- Exercise -
Copy exactly the lines of the material below, starting with the first and including the line that holds "the job summary.".

+-------+

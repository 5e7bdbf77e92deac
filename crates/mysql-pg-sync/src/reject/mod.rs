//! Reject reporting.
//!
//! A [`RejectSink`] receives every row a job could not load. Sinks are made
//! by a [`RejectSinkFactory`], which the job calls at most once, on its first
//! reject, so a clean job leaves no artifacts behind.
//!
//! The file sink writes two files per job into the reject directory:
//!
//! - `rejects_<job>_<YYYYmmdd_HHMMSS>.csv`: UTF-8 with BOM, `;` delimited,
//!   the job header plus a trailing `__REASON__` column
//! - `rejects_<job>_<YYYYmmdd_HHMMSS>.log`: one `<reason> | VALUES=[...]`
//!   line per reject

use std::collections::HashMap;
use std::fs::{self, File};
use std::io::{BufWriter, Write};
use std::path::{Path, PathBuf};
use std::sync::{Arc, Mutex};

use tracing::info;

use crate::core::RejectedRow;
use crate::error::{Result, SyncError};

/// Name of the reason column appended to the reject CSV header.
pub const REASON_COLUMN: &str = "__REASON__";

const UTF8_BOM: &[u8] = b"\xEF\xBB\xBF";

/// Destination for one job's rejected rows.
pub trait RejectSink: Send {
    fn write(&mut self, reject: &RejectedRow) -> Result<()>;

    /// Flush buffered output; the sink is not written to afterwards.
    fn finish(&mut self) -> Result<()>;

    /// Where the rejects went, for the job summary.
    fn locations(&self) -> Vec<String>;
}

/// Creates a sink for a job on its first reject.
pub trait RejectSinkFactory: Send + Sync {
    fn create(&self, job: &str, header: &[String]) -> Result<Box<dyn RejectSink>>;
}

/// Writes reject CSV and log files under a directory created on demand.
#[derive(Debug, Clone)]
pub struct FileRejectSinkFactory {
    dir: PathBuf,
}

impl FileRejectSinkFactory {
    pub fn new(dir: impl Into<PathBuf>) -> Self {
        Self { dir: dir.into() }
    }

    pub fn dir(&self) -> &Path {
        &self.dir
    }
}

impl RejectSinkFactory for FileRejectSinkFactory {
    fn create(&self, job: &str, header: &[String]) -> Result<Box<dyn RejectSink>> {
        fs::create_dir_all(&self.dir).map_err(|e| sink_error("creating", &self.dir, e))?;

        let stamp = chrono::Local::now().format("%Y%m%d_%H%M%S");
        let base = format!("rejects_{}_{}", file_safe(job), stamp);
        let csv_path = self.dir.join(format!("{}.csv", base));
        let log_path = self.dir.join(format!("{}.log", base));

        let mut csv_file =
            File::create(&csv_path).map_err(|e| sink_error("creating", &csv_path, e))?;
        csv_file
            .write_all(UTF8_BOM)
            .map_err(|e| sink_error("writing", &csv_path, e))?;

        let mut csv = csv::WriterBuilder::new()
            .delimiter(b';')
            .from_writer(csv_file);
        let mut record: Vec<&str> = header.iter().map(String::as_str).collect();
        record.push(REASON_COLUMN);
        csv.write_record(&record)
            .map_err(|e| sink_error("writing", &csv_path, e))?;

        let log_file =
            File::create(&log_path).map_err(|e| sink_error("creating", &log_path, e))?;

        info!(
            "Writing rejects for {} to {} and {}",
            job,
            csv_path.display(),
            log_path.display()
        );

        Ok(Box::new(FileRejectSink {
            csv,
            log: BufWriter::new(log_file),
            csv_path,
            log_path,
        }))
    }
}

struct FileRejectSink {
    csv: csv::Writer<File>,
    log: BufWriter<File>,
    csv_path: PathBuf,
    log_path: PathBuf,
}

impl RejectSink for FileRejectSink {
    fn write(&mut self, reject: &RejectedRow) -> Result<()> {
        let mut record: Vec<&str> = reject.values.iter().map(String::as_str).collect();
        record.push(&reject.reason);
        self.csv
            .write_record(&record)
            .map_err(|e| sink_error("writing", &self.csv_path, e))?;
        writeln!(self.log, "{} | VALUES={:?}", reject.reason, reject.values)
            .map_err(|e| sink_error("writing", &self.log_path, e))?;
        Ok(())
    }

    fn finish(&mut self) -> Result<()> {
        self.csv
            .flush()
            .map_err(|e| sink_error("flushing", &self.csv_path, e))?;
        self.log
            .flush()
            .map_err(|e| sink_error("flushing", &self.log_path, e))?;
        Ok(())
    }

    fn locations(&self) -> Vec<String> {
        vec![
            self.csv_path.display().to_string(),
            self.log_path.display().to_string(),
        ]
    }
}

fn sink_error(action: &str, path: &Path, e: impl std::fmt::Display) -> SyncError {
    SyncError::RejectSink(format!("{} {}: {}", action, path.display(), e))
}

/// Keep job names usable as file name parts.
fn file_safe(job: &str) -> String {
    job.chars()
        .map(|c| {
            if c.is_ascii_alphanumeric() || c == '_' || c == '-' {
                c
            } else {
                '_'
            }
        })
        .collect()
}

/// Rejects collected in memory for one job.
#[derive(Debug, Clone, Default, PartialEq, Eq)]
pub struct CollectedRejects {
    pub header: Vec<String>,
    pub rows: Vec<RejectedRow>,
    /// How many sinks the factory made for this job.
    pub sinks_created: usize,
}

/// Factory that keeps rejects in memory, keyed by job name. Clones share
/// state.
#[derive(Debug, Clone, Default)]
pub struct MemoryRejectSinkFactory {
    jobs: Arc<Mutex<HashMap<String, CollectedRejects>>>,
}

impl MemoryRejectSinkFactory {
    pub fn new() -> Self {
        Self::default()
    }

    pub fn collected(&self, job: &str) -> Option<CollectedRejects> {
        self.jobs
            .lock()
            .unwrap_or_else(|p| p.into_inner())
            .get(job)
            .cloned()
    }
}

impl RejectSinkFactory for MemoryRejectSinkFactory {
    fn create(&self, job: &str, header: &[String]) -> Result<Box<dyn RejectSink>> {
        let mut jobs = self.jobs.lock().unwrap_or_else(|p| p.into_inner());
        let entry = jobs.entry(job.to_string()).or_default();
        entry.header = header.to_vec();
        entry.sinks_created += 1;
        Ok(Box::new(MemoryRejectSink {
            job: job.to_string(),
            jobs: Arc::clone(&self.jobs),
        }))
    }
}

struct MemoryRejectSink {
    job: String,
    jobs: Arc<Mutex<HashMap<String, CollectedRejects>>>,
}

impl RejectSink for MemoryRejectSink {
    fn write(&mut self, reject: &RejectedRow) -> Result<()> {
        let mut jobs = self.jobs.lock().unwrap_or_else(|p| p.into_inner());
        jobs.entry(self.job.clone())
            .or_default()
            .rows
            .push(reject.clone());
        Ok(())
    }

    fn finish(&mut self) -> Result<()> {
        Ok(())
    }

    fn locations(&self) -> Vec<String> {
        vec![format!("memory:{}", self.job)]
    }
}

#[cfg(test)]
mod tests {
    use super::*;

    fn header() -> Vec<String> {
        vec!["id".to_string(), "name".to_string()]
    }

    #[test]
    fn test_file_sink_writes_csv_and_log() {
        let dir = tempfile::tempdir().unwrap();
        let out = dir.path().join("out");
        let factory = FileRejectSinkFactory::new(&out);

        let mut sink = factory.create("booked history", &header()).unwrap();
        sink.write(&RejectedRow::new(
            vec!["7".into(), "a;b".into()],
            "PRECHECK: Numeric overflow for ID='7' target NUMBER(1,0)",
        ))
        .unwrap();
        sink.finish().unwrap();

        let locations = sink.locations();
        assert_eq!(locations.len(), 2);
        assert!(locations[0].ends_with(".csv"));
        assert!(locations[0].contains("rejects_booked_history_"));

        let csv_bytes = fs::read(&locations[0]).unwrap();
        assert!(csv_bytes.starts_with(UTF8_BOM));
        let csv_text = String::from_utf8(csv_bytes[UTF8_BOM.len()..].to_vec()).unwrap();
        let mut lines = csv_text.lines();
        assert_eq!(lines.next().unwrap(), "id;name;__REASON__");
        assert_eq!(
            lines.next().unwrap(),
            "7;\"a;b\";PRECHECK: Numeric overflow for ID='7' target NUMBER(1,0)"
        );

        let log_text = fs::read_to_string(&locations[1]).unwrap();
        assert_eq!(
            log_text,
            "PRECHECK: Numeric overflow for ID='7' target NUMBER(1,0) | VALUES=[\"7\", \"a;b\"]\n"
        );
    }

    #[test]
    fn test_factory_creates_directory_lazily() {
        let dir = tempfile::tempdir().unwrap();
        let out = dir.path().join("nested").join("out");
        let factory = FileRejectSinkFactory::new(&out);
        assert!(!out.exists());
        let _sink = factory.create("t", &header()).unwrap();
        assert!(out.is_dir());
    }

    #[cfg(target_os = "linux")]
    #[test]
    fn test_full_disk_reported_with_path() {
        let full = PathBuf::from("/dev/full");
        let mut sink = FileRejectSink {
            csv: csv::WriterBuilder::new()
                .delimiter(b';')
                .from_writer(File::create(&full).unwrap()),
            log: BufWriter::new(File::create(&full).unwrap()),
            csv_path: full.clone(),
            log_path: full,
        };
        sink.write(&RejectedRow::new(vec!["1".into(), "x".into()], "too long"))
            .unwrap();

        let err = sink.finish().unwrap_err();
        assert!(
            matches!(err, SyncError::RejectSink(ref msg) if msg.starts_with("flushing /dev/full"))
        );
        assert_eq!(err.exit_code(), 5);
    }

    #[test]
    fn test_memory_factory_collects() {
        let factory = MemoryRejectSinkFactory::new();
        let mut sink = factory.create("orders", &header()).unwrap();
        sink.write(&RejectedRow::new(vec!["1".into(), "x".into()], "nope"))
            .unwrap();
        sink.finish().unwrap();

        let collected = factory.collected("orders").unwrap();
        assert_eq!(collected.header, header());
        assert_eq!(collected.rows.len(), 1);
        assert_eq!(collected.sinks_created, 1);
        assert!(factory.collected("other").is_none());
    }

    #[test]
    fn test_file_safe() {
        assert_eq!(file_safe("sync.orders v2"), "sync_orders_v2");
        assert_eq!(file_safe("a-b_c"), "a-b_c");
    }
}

+-------+

- Solution -
repository 5e7bdbf77e92deac
filename crates/mysql-pg-sync/src/reject/mod.rs
//! Reject reporting.
//!
//! A [`RejectSink`] receives every row a job could not load. Sinks are made
//! by a [`RejectSinkFactory`], which the job calls at most once, on its first
//! reject, so a clean job leaves no artifacts behind.
//!
//! The file sink writes two files per job into the reject directory:
//!
//! - `rejects_<job>_<YYYYmmdd_HHMMSS>.csv`: UTF-8 with BOM, `;` delimited,
//!   the job header plus a trailing `__REASON__` column
//! - `rejects_<job>_<YYYYmmdd_HHMMSS>.log`: one `<reason> | VALUES=[...]`
//!   line per reject

use std::collections::HashMap;
use std::fs::{self, File};
use std::io::{BufWriter, Write};
use std::path::{Path, PathBuf};
use std::sync::{Arc, Mutex};

use tracing::info;

use crate::core::RejectedRow;
use crate::error::{Result, SyncError};

/// Name of the reason column appended to the reject CSV header.
pub const REASON_COLUMN: &str = "__REASON__";

const UTF8_BOM: &[u8] = b"\xEF\xBB\xBF";

/// Destination for one job's rejected rows.
pub trait RejectSink: Send {
    fn write(&mut self, reject: &RejectedRow) -> Result<()>;

    /// Flush buffered output; the sink is not written to afterwards.
    fn finish(&mut self) -> Result<()>;

    /// Where the rejects went, for the job summary.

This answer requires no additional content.